The Union of Concerned Scientists, a nonprofit with more than 400,000 citizen and scientist members, is calling for flood insurance reform. Their recent public report, Overwhelming Risk: Rethinking Flood Insurance in a World of Rising Seas, argues that reforms currently in front of the US congress (for October 1) would help coastal homeowners better assess their risks so that they can take steps to reduce them, as well as help reduce the costs to taxpayers from large insurance payouts and disaster relief in the wake of major storms. The report maintains:

Several key factors challenge National Flood Insurance Program’s success—indeed its survival—as a solvent risk management system: low rates of insurance purchase, artificially low premiums that do not reflect true risk, loopholes in the program that allow some properties to keep their rates low through grandfathering provisions, repeated payouts for losses to the same high-risk properties, and the failure to account for future sea level rise in flood risk maps that help determine insurance rates.

[…] Although current insurance rates in most coastal areas do not adequately reflect true risk, a rapid rise in insurance premiums could hit low-income or fixed-income property owners hardest. Instituting a program
of vouchers or rebates can help these property owners cope with higher rates, while ensuring that they have adequate coverage against natural disasters.

The relationship of flood insurance to the livability of New York and affordable housing more generally has been a hot topic post-Sandy.
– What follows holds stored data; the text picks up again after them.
use serde::{Deserialize, Serialize};

use super::{BoxFuture, RepositoryResult};
use crate::models::ThreadRecord;
use crate::settings::models::ClientType;

/// Persisted threads of one client type.
#[derive(Debug, Clone, Default, PartialEq, Serialize, Deserialize)]
pub struct ThreadStoreData {
    #[serde(default)]
    pub threads: Vec<ThreadRecord>,
}

pub trait ThreadRepository: Send + Sync + 'static {
    /// Load the threads saved for `client_type`; empty on first run.
    fn load(&self, client_type: ClientType) -> BoxFuture<'static, RepositoryResult<ThreadStoreData>>;

    /// Replace the threads saved for `client_type`, keeping other sections.
    fn save(
        &self,
        client_type: ClientType,
        data: ThreadStoreData,
    ) -> BoxFuture<'static, RepositoryResult<()>>;
}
Regardless of your position on the topic, the reforms to the Flood Insurance Program, now the main provider of flood insurance in the US as smaller private companies are folding the wake of frequent extreme weather, is likely to affect a wide swath of the US population.

The Union of Concerned Scientists urges people to learn about the proposed changes to the Program, write a letter to the editor for their local papers, and participate in these wider debates that will become crucial as climate change continues to produce more frequent and more extreme weather events.